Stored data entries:
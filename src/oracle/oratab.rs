//! Oratab discovery and parsing
//!
//! The oratab maps each SID to its installation home, one entry per line:
//!
//! ```text
//! # SID:ORACLE_HOME:autostart
//! dbm:/u01/app/oracle/product/11.2.0.3/dbhome_1:Y
//! ```

use crate::config::Settings;
use crate::error::{OraError, Result};
use indexmap::IndexMap;
use serde::Serialize;
use std::path::{Path, PathBuf};

/// One parsed oratab line.
#[derive(Debug, Clone, PartialEq, Eq, Serialize)]
pub struct RegistryEntry {
    pub identifier: String,
    pub home_path: String,
    /// The start/stop flag (`Y`/`N`). Parsed but not kept in a [`Registry`].
    pub autostart_flag: Option<String>,
}

/// Parses a single oratab line.
///
/// Anything after the first `#` is a comment. Lines without a `:` are not
/// entries. With three or more fields only the first three count.
///
/// # Returns
/// `None` for blank, comment-only and delimiter-free lines
pub fn parse_oratab_line(line: &str) -> Option<RegistryEntry> {
    let line = line.split_once('#').map_or(line, |(head, _)| head).trim();
    let delimiters = line.matches(':').count();
    if delimiters == 0 {
        return None;
    }

    let mut fields = line.split(':');
    let identifier = fields.next()?.to_string();
    let home_path = fields.next()?.to_string();
    let autostart_flag = if delimiters >= 2 {
        fields.next().map(str::to_string)
    } else {
        None
    };

    Some(RegistryEntry {
        identifier,
        home_path,
        autostart_flag,
    })
}

/// SID to ORACLE_HOME mapping, in file order.
#[derive(Debug, Clone, Default, PartialEq, Eq, Serialize)]
#[serde(transparent)]
pub struct Registry {
    entries: IndexMap<String, String>,
}

impl Registry {
    /// Parses oratab text. Malformed lines are skipped, never rejected.
    pub fn parse(text: &str) -> Self {
        let mut registry = Self::default();
        for entry in text.lines().filter_map(parse_oratab_line) {
            registry.insert(entry);
        }
        registry
    }

    /// Adds an entry, replacing the home of an existing SID.
    pub fn insert(&mut self, entry: RegistryEntry) {
        if let Some(previous) = self.entries.insert(entry.identifier.clone(), entry.home_path) {
            log::debug!("Duplicate oratab SID '{}' replaces home {}", entry.identifier, previous);
        }
    }

    pub fn home(&self, identifier: &str) -> Option<&str> {
        self.entries.get(identifier).map(String::as_str)
    }

    pub fn contains(&self, identifier: &str) -> bool {
        self.entries.contains_key(identifier)
    }

    pub fn len(&self) -> usize {
        self.entries.len()
    }

    pub fn is_empty(&self) -> bool {
        self.entries.is_empty()
    }

    pub fn identifiers(&self) -> impl Iterator<Item = &str> {
        self.entries.keys().map(String::as_str)
    }
}

/// Ordered, duplicate-free list of oratab candidates. Earlier wins.
#[derive(Debug, Clone, PartialEq, Eq)]
pub struct SearchPath {
    locations: Vec<PathBuf>,
}

impl SearchPath {
    /// Builds the search order.
    ///
    /// # Arguments
    /// * `explicit` - Caller-supplied oratab; searched first
    /// * `override_value` - Value of the override variable; searched next
    /// * `defaults` - Standard locations, searched last
    pub fn build(explicit: Option<&str>, override_value: Option<&str>, defaults: &[PathBuf]) -> Self {
        let mut search = Self {
            locations: defaults.to_vec(),
        };
        if let Some(value) = override_value.filter(|v| !v.is_empty()) {
            search.insert_front(expand_home(value));
        }
        if let Some(value) = explicit.filter(|v| !v.is_empty()) {
            search.insert_front(expand_home(value));
        }
        search
    }

    /// Search order using the `_ORATAB_` variable and the standard locations.
    pub fn from_env(explicit: Option<&str>) -> Self {
        Self::with_settings(explicit, &Settings::default())
    }

    pub fn with_settings(explicit: Option<&str>, settings: &Settings) -> Self {
        let override_value = settings.oratab_override();
        Self::build(explicit, override_value.as_deref(), &settings.default_oratab_locations)
    }

    fn insert_front(&mut self, path: PathBuf) {
        if !self.locations.contains(&path) {
            self.locations.insert(0, path);
        }
    }

    pub fn locations(&self) -> &[PathBuf] {
        &self.locations
    }

    /// First candidate that exists as a regular file.
    pub fn find_existing(&self) -> Option<&Path> {
        self.locations.iter().map(PathBuf::as_path).find(|p| p.is_file())
    }
}

/// Expands a leading `~/` to the user's home directory.
fn expand_home(path: &str) -> PathBuf {
    if let Some(rest) = path.strip_prefix("~/") {
        if let Some(home) = dirs::home_dir() {
            return home.join(rest);
        }
    }
    PathBuf::from(path)
}

/// What a registry lookup found on this host.
#[derive(Debug, Clone, PartialEq, Eq)]
pub enum LoadOutcome {
    Loaded { path: PathBuf, registry: Registry },
    /// None of the candidates exist. Expected on hosts without Oracle.
    NotFound { searched: Vec<PathBuf> },
}

impl LoadOutcome {
    pub fn registry(&self) -> Option<&Registry> {
        match self {
            LoadOutcome::Loaded { registry, .. } => Some(registry),
            LoadOutcome::NotFound { .. } => None,
        }
    }

    /// The loaded registry, or an empty one when nothing was found.
    pub fn into_registry(self) -> Registry {
        match self {
            LoadOutcome::Loaded { registry, .. } => registry,
            LoadOutcome::NotFound { .. } => Registry::default(),
        }
    }
}

/// Loads the first oratab found on the standard search path.
///
/// # Arguments
/// * `explicit` - Optional oratab path that takes precedence over all others
///
/// # Returns
/// `LoadOutcome::NotFound` when no candidate exists, or
/// `OraError::OratabUnreadable` when the chosen file cannot be read
pub fn load_registry(explicit: Option<&str>) -> Result<LoadOutcome> {
    load_from(&SearchPath::from_env(explicit))
}

/// Loads the first existing oratab of `search`. Later candidates are not
/// tried once one exists, even if it turns out unreadable.
pub fn load_from(search: &SearchPath) -> Result<LoadOutcome> {
    let Some(path) = search.find_existing() else {
        log::debug!("No oratab found in {:?}", search.locations());
        return Ok(LoadOutcome::NotFound {
            searched: search.locations().to_vec(),
        });
    };

    let bytes = std::fs::read(path).map_err(|source| {
        log::error!("Cannot open oratab file: {} for read: {}", path.display(), source);
        OraError::OratabUnreadable {
            path: path.to_path_buf(),
            source,
        }
    })?;

    let registry = Registry::parse(&String::from_utf8_lossy(&bytes));
    log::info!("Loaded {} SID(s) from oratab: {:?}", registry.len(), path);

    Ok(LoadOutcome::Loaded {
        path: path.to_path_buf(),
        registry,
    })
}

/// Permissive variant of [`load_registry`] for scripts that only care
/// about the mapping: absence and read failures both give an empty registry.
pub fn load_registry_or_empty(explicit: Option<&str>) -> Registry {
    registry_or_empty(load_registry(explicit))
}

/// Collapses a load result to a registry, logging read failures.
pub fn registry_or_empty(result: Result<LoadOutcome>) -> Registry {
    match result {
        Ok(outcome) => outcome.into_registry(),
        Err(e) => {
            log::warn!("Continuing with an empty oratab: {}", e);
            Registry::default()
        }
    }
}

#[cfg(test)]
mod tests {
    use super::*;

    fn defaults() -> Vec<PathBuf> {
        vec![PathBuf::from("/etc/oratab"), PathBuf::from("/var/opt/oracle/oratab")]
    }

    #[test]
    fn test_parse_line_field_counts() {
        let two = parse_oratab_line("dbm:/u01/db").unwrap();
        assert_eq!(two.identifier, "dbm");
        assert_eq!(two.home_path, "/u01/db");
        assert_eq!(two.autostart_flag, None);

        let three = parse_oratab_line("dbm:/u01/db:Y").unwrap();
        assert_eq!(three.autostart_flag.as_deref(), Some("Y"));

        let five = parse_oratab_line("dbm:/u01/db:N:extra:more").unwrap();
        assert_eq!(five.home_path, "/u01/db");
        assert_eq!(five.autostart_flag.as_deref(), Some("N"));
    }

    #[test]
    fn test_parse_line_skips_non_entries() {
        assert_eq!(parse_oratab_line(""), None);
        assert_eq!(parse_oratab_line("   "), None);
        assert_eq!(parse_oratab_line("# dbm:/u01/db:Y"), None);
        assert_eq!(parse_oratab_line("no delimiter here"), None);
    }

    #[test]
    fn test_parse_line_strips_comment() {
        assert_eq!(parse_oratab_line("dbm:/u01/db # comment"), parse_oratab_line("dbm:/u01/db"));
    }

    #[test]
    fn test_registry_last_duplicate_wins() {
        let registry = Registry::parse("dbm:/old\nbiuat:/u01/bi\ndbm:/new\n");
        assert_eq!(registry.len(), 2);
        assert_eq!(registry.home("dbm"), Some("/new"));
        assert_eq!(registry.identifiers().collect::<Vec<_>>(), vec!["dbm", "biuat"]);
    }

    #[test]
    fn test_search_path_precedence() {
        let search = SearchPath::build(Some("/tmp/explicit"), Some("/tmp/override"), &defaults());
        assert_eq!(
            search.locations(),
            &[
                PathBuf::from("/tmp/explicit"),
                PathBuf::from("/tmp/override"),
                PathBuf::from("/etc/oratab"),
                PathBuf::from("/var/opt/oracle/oratab"),
            ]
        );
    }

    #[test]
    fn test_search_path_no_duplicates() {
        // An explicit default keeps its default position
        let search = SearchPath::build(Some("/var/opt/oracle/oratab"), Some("/etc/oratab"), &defaults());
        assert_eq!(search.locations(), defaults().as_slice());

        let search = SearchPath::build(Some("/tmp/x"), Some("/tmp/x"), &defaults());
        assert_eq!(search.locations().len(), 3);
        assert_eq!(search.locations()[0], PathBuf::from("/tmp/x"));
    }

    #[test]
    fn test_search_path_ignores_empty_values() {
        let search = SearchPath::build(Some(""), Some(""), &defaults());
        assert_eq!(search.locations(), defaults().as_slice());
    }

    #[test]
    fn test_read_failure_collapses_to_empty_registry() {
        let failed = Err(OraError::OratabUnreadable {
            path: PathBuf::from("/etc/oratab"),
            source: std::io::Error::from(std::io::ErrorKind::PermissionDenied),
        });
        assert!(registry_or_empty(failed).is_empty());

        let loaded = Ok(LoadOutcome::Loaded {
            path: PathBuf::from("/etc/oratab"),
            registry: Registry::parse("dbm:/u01/db\n"),
        });
        assert_eq!(registry_or_empty(loaded).home("dbm"), Some("/u01/db"));
    }

    #[test]
    fn test_into_registry_for_not_found_is_empty() {
        let outcome = LoadOutcome::NotFound { searched: defaults() };
        assert!(outcome.registry().is_none());
        assert!(outcome.into_registry().is_empty());
    }
}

**What needs to be done**.
Set down again, word for word, the stretch of records from the line with "parsed oratab line." to the line with "single oratab line.", both of those lines included.

**Completed task**.
/// One parsed oratab line.
#[derive(Debug, Clone, PartialEq, Eq, Serialize)]
pub struct RegistryEntry {
    pub identifier: String,
    pub home_path: String,
    /// The start/stop flag (`Y`/`N`). Parsed but not kept in a [`Registry`].
    pub autostart_flag: Option<String>,
}

/// Parses a single oratab line.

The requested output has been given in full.